En el quinto capítulo del Evangelio según San Juan, su autor relata cómo sanó Cristo Jesús al hombre en el estanque de Betesda, quien había estado enfermo durante treinta y ocho años. Un día, mientras leía este relato de curación, me llamó la atención, en especial, la pregunta del Maestro: “¿Quieres ser sano?” Juan 5:6; Esta pregunta me parecía más bien superflua, tal vez hasta poco amable.
Sin embargo, en ese momento advertí que si uno examina y también considera la respuesta del enfermo: “No tengo quien me meta en el estanque cuando se agita el agua; y entre tanto que yo voy, otro desciende antes que yo”, podemos percibir en el diálogo una descripción de lo que algunas veces ocurre en nuestro propio pensamiento. En la respuesta del enfermo, pueden verse argumentos erróneos que surgen en nuestro propio pensamiento. Son astutos y pretenden dominarnos por tanto tiempo y tan cruelmente como lo hicieron con el enfermo.
¿Nos hemos dado cuenta alguna vez de cuánta autocompasión hay en nuestro pensamiento cuando nos sentimos enfermos y nos es difícil, fatigoso y atormentador pensar espiritualmente con claridad?

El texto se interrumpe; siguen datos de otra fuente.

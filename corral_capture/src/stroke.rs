// Copyright 2025 the Corral Authors
// SPDX-License-Identifier: Apache-2.0 OR MIT

//! The in-progress stroke and its closure into a loop.

use alloc::vec::Vec;

use corral_geom::ClosedLoop;
use kurbo::{Point, Rect};
use log::trace;

use crate::CaptureParams;

/// Bounds whose width and height are both at or below this are not reported.
pub const MIN_BOUNDS_EXTENT: f64 = 0.01;

/// An ordered run of pointer samples captured during one drag.
///
/// Points are only ever appended. The stroke is consumed by
/// [`Stroke::finalize`] when the drag ends.
#[derive(Clone, Debug)]
pub struct Stroke {
    params: CaptureParams,
    points: Vec<Point>,
}

impl Stroke {
    /// Creates an empty stroke. `params` are [sanitized](CaptureParams::sanitized).
    pub fn new(params: CaptureParams) -> Self {
        Self {
            params: params.sanitized(),
            points: Vec::with_capacity(256),
        }
    }

    /// The sanitized parameters this stroke was created with.
    pub fn params(&self) -> &CaptureParams {
        &self.params
    }

    /// Appends `point`, returning whether it was stored.
    ///
    /// Unless `force` is set, a point closer than
    /// [`CaptureParams::min_point_distance`] to the last stored point is
    /// dropped. The first point is always stored.
    pub fn add_point(&mut self, point: Point, force: bool) -> bool {
        let too_close = !force
            && self
                .points
                .last()
                .is_some_and(|last| last.distance(point) < self.params.min_point_distance);
        if too_close {
            return false;
        }
        self.points.push(point);
        true
    }

    /// Points stored so far, in capture order.
    pub fn points(&self) -> &[Point] {
        &self.points
    }

    /// Number of stored points.
    pub fn len(&self) -> usize {
        self.points.len()
    }

    /// Whether no point has been stored.
    pub fn is_empty(&self) -> bool {
        self.points.is_empty()
    }

    /// The most recently stored point.
    pub fn last(&self) -> Option<Point> {
        self.points.last().copied()
    }

    /// Discards every stored point, keeping the allocation.
    pub fn clear(&mut self) {
        self.points.clear();
    }

    /// Bounds of the points stored so far.
    ///
    /// `None` while the stroke is empty or its width and height are both at
    /// most [`MIN_BOUNDS_EXTENT`].
    pub fn bounds(&self) -> Option<Rect> {
        let (&first, rest) = self.points.split_first()?;
        let bounds = rest
            .iter()
            .fold(Rect::from_points(first, first), |acc, &p| acc.union_pt(p));
        if bounds.width() > MIN_BOUNDS_EXTENT || bounds.height() > MIN_BOUNDS_EXTENT {
            Some(bounds)
        } else {
            None
        }
    }

    /// Index of the earlier point the stroke returned to, if any.
    ///
    /// This is the earliest point before the last one that lies within
    /// [`CaptureParams::close_distance`] of the last point.
    pub fn close_index(&self) -> Option<usize> {
        let (&last, earlier) = self.points.split_last()?;
        earlier
            .iter()
            .position(|p| p.distance(last) <= self.params.close_distance)
    }

    /// Closes the stroke into a loop.
    ///
    /// Returns `None` when fewer than [`CaptureParams::min_points`] points
    /// were stored. Otherwise the points before [`Self::close_index`] are
    /// dropped (nothing is dropped when the stroke never came back near
    /// itself), the last point is set equal to the first, and the result is
    /// checked against `min_points` once more.
    pub fn finalize(self) -> Option<ClosedLoop> {
        let min_points = self.params.min_points;
        if self.points.len() < min_points {
            trace!(
                "stroke of {} points is shorter than {min_points}",
                self.points.len()
            );
            return None;
        }

        let start = self.close_index().unwrap_or(0);
        let mut points = self.points;
        points.drain(..start);
        let first = points[0];
        if let Some(last) = points.last_mut() {
            *last = first;
        }

        if points.len() < min_points {
            trace!(
                "closed loop of {} points after trimming {start} is shorter than {min_points}",
                points.len()
            );
            return None;
        }
        ClosedLoop::new(points)
    }
}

En esos momentos nos consideramos dignos de compasión y sólo tenemos el deseo de darnos por vencidos. Esta condición misma es el veneno que usa el error para paralizar nuestro pensamiento y nuestra volición. Estando en acuerdo con su incitación, nos asemejamos a algunas de las vírgenes de que habla la parábola de Jesús (ver Mateo 25:1–13), estamos propensos a olvidarnos de proveer aceite para nuestra luz, nuestra divinamente otorgada consciencia de Verdad. Sin embargo, podemos saber que nuestra autocompasión, no es sino una mentira, que no se origina en Dios, la Mente divina, mentira que no puede hacer resistencia a nuestro esfuerzo serio y científico por echarla fuera.